Youth-oriented climate groups have proliferated in the past few years, helped by logistical support from the United Nations. With earnest names such as iMatter Youth Movement, Zero Hour and Youth vs. Apocalypse, these outfits publicly lecture world leaders and march for the cause. This Friday has been designated “a global day of action” on which thousands of students world-wide are expected to strike—otherwise known as cutting class.
A few of these youth groups are highly litigious, bringing lawsuits on the novel theory of “intergenerational equity.” Most cases have been dismissed, although some continue to work their way through the courts, including Juliana v. U.S., filed in 2015 by Our Children’s Trust.
Meanwhile, the Green New Deal has been introduced, appropriately enough, by the youngest member of Congress, Rep. Alexandria Ocasio-Cortez. It reads more like a progressive letter to Santa Claus than a serious piece of legislation.
Members of Congress not yet on board—Democrats and Republicans alike—are targets of adolescent Alinskys. Sen. Dianne Feinstein was recently ambushed in her San Francisco office by middle- and high-school students from the Sunrise Movement. To her credit, Mrs. Feinstein tried to explain to the youngsters that the Green New Deal would cost too much and would never pass into law. The exchange called to mind a grandparent laying down the law when the parents can’t or won’t do their job.
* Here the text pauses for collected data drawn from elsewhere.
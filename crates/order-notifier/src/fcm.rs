//! FCM HTTP v1 推送发送器
//!
//! FCM v1 每次请求只能投递一个 token，多个 token 逐个发送并汇总结果。
//! 单个 token 被拒绝（未注册、参数无效）只记入报告；鉴权失败、
//! 服务端错误或全部 token 被拒绝时整体返回 `SinkFailure`。

use std::sync::Arc;

use async_trait::async_trait;
use reqwest::StatusCode;
use serde::{Deserialize, Serialize};
use tracing::{debug, error, info, warn};

use crate::auth::AccessTokenProvider;
use crate::error::{DispatchError, Result};
use crate::sender::{PushSink, SendReport, TokenResult};
use crate::templates::{NotificationContent, NotificationPayload};

#[derive(Debug, Serialize)]
struct FcmRequest<'a> {
    message: FcmMessage<'a>,
}

#[derive(Debug, Serialize)]
struct FcmMessage<'a> {
    token: &'a str,
    notification: &'a NotificationContent,
    data: FcmData<'a>,
}

/// FCM 的 data 字段只接受字符串值
#[derive(Debug, Serialize)]
struct FcmData<'a> {
    #[serde(rename = "type")]
    kind: &'static str,
    #[serde(rename = "orderId")]
    order_id: &'a str,
}

#[derive(Debug, Deserialize)]
struct FcmResponse {
    name: String,
}

#[derive(Debug, Default, Deserialize)]
struct FcmErrorResponse {
    #[serde(default)]
    error: FcmErrorBody,
}

#[derive(Debug, Default, Deserialize)]
struct FcmErrorBody {
    #[serde(default)]
    status: String,
    #[serde(default)]
    message: String,
    #[serde(default)]
    details: Vec<FcmErrorDetail>,
}

#[derive(Debug, Deserialize)]
#[serde(rename_all = "camelCase")]
struct FcmErrorDetail {
    error_code: Option<String>,
}

impl FcmErrorBody {
    /// 优先使用 FCM 专有错误码（如 UNREGISTERED），否则使用通用状态
    fn code(&self) -> String {
        self.details
            .iter()
            .find_map(|d| d.error_code.clone())
            .or_else(|| (!self.status.is_empty()).then(|| self.status.clone()))
            .unwrap_or_else(|| "UNKNOWN".to_string())
    }
}

/// 单次请求的结果：token 级拒绝或整体失败
enum Attempt {
    Delivered(String),
    Rejected(String),
}

/// FCM HTTP v1 发送器
///
/// 中途出现整体失败时已投递的 token 不会回滚，上游重试会再次推送给它们，
/// 与重复投递事件可能产生重复通知的约定一致。
pub struct FcmPushSink {
    send_url: String,
    auth: Arc<dyn AccessTokenProvider>,
    http_client: reqwest::Client,
}

impl FcmPushSink {
    pub fn new(
        base_url: &str,
        project_id: &str,
        auth: Arc<dyn AccessTokenProvider>,
        http_client: reqwest::Client,
    ) -> Self {
        Self {
            send_url: format!(
                "{}/projects/{}/messages:send",
                base_url.trim_end_matches('/'),
                project_id
            ),
            auth,
            http_client,
        }
    }

    async fn send_one(
        &self,
        access_token: &str,
        token: &str,
        payload: &NotificationPayload,
    ) -> Result<Attempt> {
        let request = FcmRequest {
            message: FcmMessage {
                token,
                notification: &payload.notification,
                data: FcmData {
                    kind: payload.data.kind.as_str(),
                    order_id: &payload.data.order_id,
                },
            },
        };

        let response = self
            .http_client
            .post(&self.send_url)
            .bearer_auth(access_token)
            .json(&request)
            .send()
            .await
            .map_err(|e| DispatchError::sink(format!("FCM 请求失败: {e}")))?;

        let status = response.status();
        if status.is_success() {
            let body: FcmResponse = response
                .json()
                .await
                .map_err(|e| DispatchError::sink(format!("FCM 响应解析失败: {e}")))?;
            return Ok(Attempt::Delivered(body.name));
        }

        let text = response.text().await.unwrap_or_default();
        let body = serde_json::from_str::<FcmErrorResponse>(&text)
            .unwrap_or_default()
            .error;

        match status {
            StatusCode::BAD_REQUEST | StatusCode::NOT_FOUND => {
                let code = body.code();
                warn!(token = %token, code = %code, message = %body.message, "FCM 拒绝了该 token");
                Ok(Attempt::Rejected(code))
            }
            _ => Err(DispatchError::sink(format!("FCM 返回 {status}: {text}"))),
        }
    }
}

#[async_trait]
impl PushSink for FcmPushSink {
    async fn send(&self, tokens: &[String], payload: &NotificationPayload) -> Result<SendReport> {
        let access_token = self
            .auth
            .access_token()
            .await
            .map_err(|e| DispatchError::sink(e.to_string()))?;

        let mut results = Vec::with_capacity(tokens.len());
        for token in tokens {
            let result = match self.send_one(&access_token, token, payload).await {
                Ok(Attempt::Delivered(message_id)) => {
                    debug!(token = %token, message_id = %message_id, "FCM 推送已接受");
                    TokenResult::delivered(token.clone(), message_id)
                }
                Ok(Attempt::Rejected(code)) => TokenResult::rejected(token.clone(), code),
                Err(e) => {
                    error!(token = %token, error = %e, "FCM 推送失败");
                    return Err(e);
                }
            };
            results.push(result);
        }

        let report = SendReport::from_results(results);
        if report.success_count == 0 && report.failure_count > 0 {
            return Err(DispatchError::sink(format!(
                "全部 {} 个 token 被拒绝",
                report.failure_count
            )));
        }

        info!(
            order_id = %payload.data.order_id,
            success = report.success_count,
            failure = report.failure_count,
            "FCM 推送完成"
        );
        Ok(report)
    }

    fn name(&self) -> &'static str {
        "fcm"
    }
}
The Feinstein fiasco should give pause to the adult climate-change activists hiding behind—and exploiting—all of these doubtless sincere young people whose heads have been filled for years with frightening tales of climate disaster. Children are innocent, but innocence goes with inexperience, naiveté and unwisdom. From following the Pied Piper into a medieval forest to sailing off with Pinocchio to Pleasure Island to shoplifting candy from Willy Wonka’s chocolate factory, children tend to make bad choices, which is why we don’t let them run things—or vote, consume alcohol, drive cars or enter into contracts.
Anthropogenic global warming is a highly politicized, scientifically complex issue that still requires debate despite the purported consensus. Given the strategic importance of the nation’s energy sector, any mitigation efforts would have wide-reaching economic and geopolitical ramifications.